Au cœur du Gegharkunik, non loin des rives paisibles du lac Sevan, s'étend Noratus – un vaste cimetière de khachkars où la pierre est devenue un manuscrit éternel, gravé par la main des maîtres anciens. Sous le ciel ouvert se dressent des centaines de khachkars, chacun comme un chapitre d'histoire, chacun comme une prière figée adressée aux cieux. Particulièrement précieux sont les monuments finement sculptés des XIIIe-XIVe siècles, où la délicatesse des lignes se mêle à la profondeur des symboles et à la signature unique de l'artisan.
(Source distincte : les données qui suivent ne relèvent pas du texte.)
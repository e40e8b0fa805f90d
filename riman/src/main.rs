use std::process::ExitCode;

use wxrkit::err;
use wxrkit::error::Result;
use wxrkit::site::Generator;
use wxrkit::templating::Engine;

use crate::config::Project;

mod config;
mod discover;
mod render;

/// Site configuration file names, in order of preference.
pub const SITE_FILES: &[&str] = &["site.yaml", "site.yml", "site.toml", "site.json"];
pub const PAGES_DIR: &str = "pages";
pub const LIBRARY_DIR: &str = "library";
pub const OUT_DIR: &str = "out";
pub const ELEMENTOR_DIR: &str = "elementor";

mod flags {
    use std::path::PathBuf;

    xflags::xflags! {
        /// Generates WordPress (WXR) imports of Elementor sites.
        cmd riman {
            /// Log more; repeat for even more.
            repeated -v, --verbose
            /// Only log errors.
            optional -q, --quiet

            /// Builds the WXR import of a project directory.
            cmd build {
                /// Directory holding `site.yaml`, `pages/` and `library/`.
                required project: PathBuf
                /// Output directory, `<project>/out` by default.
                optional -o, --out out: PathBuf
                /// Seed for reproducible element ids.
                optional --seed seed: u64
                /// Also write one Elementor template export per page.
                optional --json
                /// Re-read the written file and compare it with the build.
                optional --verify
                /// Fail if the element checks find errors.
                optional --strict
            }

            /// Checks the Elementor data of every item in a WXR file.
            cmd check {
                required file: PathBuf
                /// The `_elementor_data` values were written without slashes.
                optional --unslashed
            }
        }
    }
}

fn init_logging(verbose: u32, quiet: bool) {
    use env_logger::Builder;
    use log::LevelFilter;

    let level = match (quiet, verbose) {
        (true, _) => LevelFilter::Error,
        (false, 0) => LevelFilter::Info,
        (false, 1) => LevelFilter::Debug,
        (false, _) => LevelFilter::Trace,
    };

    Builder::new()
        .filter_level(level)
        .format_timestamp(None)
        .parse_env("RUST_LOG")
        .init();
}

fn build(cmd: flags::Build) -> Result<()> {
    let project = Project::discover(&cmd.project)?;
    let library = project.library()?;
    let out = cmd.out.unwrap_or_else(|| project.root.join(OUT_DIR));

    let mut config = project.config;
    if let Some(seed) = cmd.seed {
        config.options.seed = Some(seed);
    }

    let generator = Generator::new(config, library, Engine::new());
    let build = generator.build()?;
    let written = render::write(&build, generator.config(), &out, cmd.json)?;
    println!("wrote {} ({} items)", written.wxr.display(), build.document.items.len());
    for path in &written.exports {
        log::debug!("wrote {}", path.display());
    }

    if cmd.verify {
        render::verify(&written.wxr, &build, generator.config().options.slash_meta)?;
        println!("verified {} pages", build.pages.len());
    }

    let errors = build.report.errors().count();
    let warnings = build.report.warnings().count();
    println!("checks: {errors} errors, {warnings} warnings");
    if cmd.strict && errors > 0 {
        return err!("element checks failed", "errors" => errors);
    }

    Ok(())
}

fn check(cmd: flags::Check) -> Result<()> {
    let summary = render::check_file(&cmd.file, !cmd.unslashed)?;
    for issue in &summary.report.issues {
        println!("{issue}");
    }

    let errors = summary.report.errors().count();
    println!(
        "{}: {} items, {} with elementor data, {} errors, {} warnings",
        cmd.file.display(), summary.items, summary.pages, errors, summary.report.warnings().count(),
    );

    if errors > 0 {
        return err!("element checks failed", "file" => cmd.file.display(), "errors" => errors);
    }

    Ok(())
}

pub fn main() -> ExitCode {
    let flags = flags::Riman::from_env_or_exit();
    init_logging(flags.verbose, flags.quiet);

    let result = match flags.subcommand {
        flags::RimanCmd::Build(cmd) => build(cmd),
        flags::RimanCmd::Check(cmd) => check(cmd),
    };

    match result {
        Ok(()) => ExitCode::SUCCESS,
        Err(e) => {
            eprintln!("error: {e}");
            ExitCode::FAILURE
        }
    }
}
/// Builds an Elementor settings map from `json!`-style object syntax.
#[doc(hidden)]
#[macro_export]
macro_rules! settings {
    () => ($crate::elementor::Settings::new());
    ($($json:tt)+) => (
        match $crate::serde_json::json!({ $($json)+ }) {
            $crate::serde_json::Value::Object(map) => map,
            _ => $crate::elementor::Settings::new(),
        }
    );
}

pub use settings;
En se promenant parmi eux, on sent les frontières du temps s'effacer: certains blocs imposent leur austérité, d'autres révèlent une dentelle fragile, semblant s'animer sous la lumière du soleil.
Noratus est souvent surnommé la «symphonie des khachkars» – et en effet, chaque motif y résonne à l'unisson avec le vent et le murmure des montagnes. C'est l'un des rares lieux où l'on peut observer l'évolution de cet art à travers les siècles, reflétant les joies comme les drames du peuple arménien.
Les légendes affirment que l'âme du maître habite chaque pierre, et ainsi elles continuent de «respirer» même après plusieurs siècles. L'art arménien des khachkars, inscrit sur la Liste représentative du patrimoine culturel immatériel de l'humanité par l'UNESCO, vit ici pleinement, perpétuant la mémoire vibrante de l'Arménie médiévale pour tous ceux qui viennent écouter son histoire.